TFX pipelines and CT Methodology

So the whole specialization has been at a high level about developing CI/CD/CT knowledge and at a low level, using GCP and TFX to achieve this.

I understand the importance of developing good pipelines and I know how we can use TFX to ingest and transform data, train a model and deploy the model.

My question is so what now? Once we have this pipeline in some scripts somewhere do we just schedule it to run every however often? For example every month run the script which ingests all the new data, trains a model, validates it and pushes it? Is that all it is? Or am I missing a key part?

I understand of course as an MLOps Engineer you would be developing different ETL pipelines and constantly exploring different models but I feel that is kind of separate to gist of this course.
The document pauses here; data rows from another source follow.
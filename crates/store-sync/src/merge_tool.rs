//! Offline union of two on-disk packages (spec §4.7.9, §4.10).
//!
//! Unlike [`crate::merge_engine::MergeEngine`], which merges one device's
//! live view against its peers' logs, `MergeTool` operates entirely offline:
//! it copies every device's rows from a source package into a destination
//! package's matching device directories, skipping rows already present.
//! No in-memory materialized view is produced; a caller that wants one
//! loads the destination package afterward with a `MergeEngine`.

use std::collections::BTreeSet;

use syncstore_core::{DeviceId, Result};
use syncstore_db::{FilePackage, LogDatabase, Order};

/// Per-device row counts a `union` pass copied, for reporting to a caller.
#[derive(Debug, Clone, Default, PartialEq, Eq)]
pub struct MergeReport {
    pub copied_rows: usize,
    pub skipped_devices: Vec<DeviceId>,
}

/// Copies rows from `source`'s device logs into `destination`'s, excluding
/// any device id in `unsafe_devices` entirely (spec §4.10: a device whose
/// log is known corrupt or untrusted must never be merged in, even
/// read-only).
pub fn union(
    source: &FilePackage,
    destination: &FilePackage,
    unsafe_devices: &BTreeSet<DeviceId>,
) -> Result<MergeReport> {
    destination.prepare()?;

    let mut report = MergeReport::default();
    let mut source_devices = source.enumerate_foreign_devices()?;
    source_devices.push(source.local_device().clone());

    for device in source_devices {
        if unsafe_devices.contains(&device) {
            report.skipped_devices.push(device);
            continue;
        }

        let source_is_local = device == *source.local_device();
        let source_path = if source_is_local {
            source.resolve_readwrite()
        } else {
            source.resolve_readonly(&device)
        };
        if !source_path.exists() {
            continue;
        }
        let mut source_db = LogDatabase::open(&source_path, true)?;

        let destination_is_local = device == *destination.local_device();
        let destination_path = if destination_is_local {
            destination.resolve_readwrite()
        } else {
            let device_dir = destination.devices_dir().join(device.as_str());
            std::fs::create_dir_all(&device_dir)?;
            destination.resolve_readonly(&device)
        };
        let mut destination_db = LogDatabase::open(&destination_path, false)?;

        let mut pending = Vec::new();
        source_db.fetch_after(
            syncstore_core::TimestampSource::distant_past(),
            Order::Ascending,
            256,
            |batch| {
                for row in batch {
                    if !destination_db.contains_exact(row.timestamp, &row.key)? {
                        pending.push(row.clone());
                    }
                }
                Ok(true)
            },
        )?;

        if !pending.is_empty() {
            report.copied_rows += pending.len();
            destination_db.append_batch(&pending)?;
        }
    }

    Ok(report)
}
Does anyone have any practical experience that they could share to help be build a better idea?


How often do you run a pipeline?
This boils down to the project, budget and the need for running the pipeline. If we consider a machine learning system for an application that predicts if a person has an infection and its deployed for something new like covid where the distribution of dataset keeps changing and odds of a true negative (calling a sick patient healthy) is high, I’d say often. On the other hand, if we consider a house prediction model, it’s going to be a lot more infrequent (assuming that market is stable atleast for a new months).
You’ve got the rest of the steps regarding the workflow right.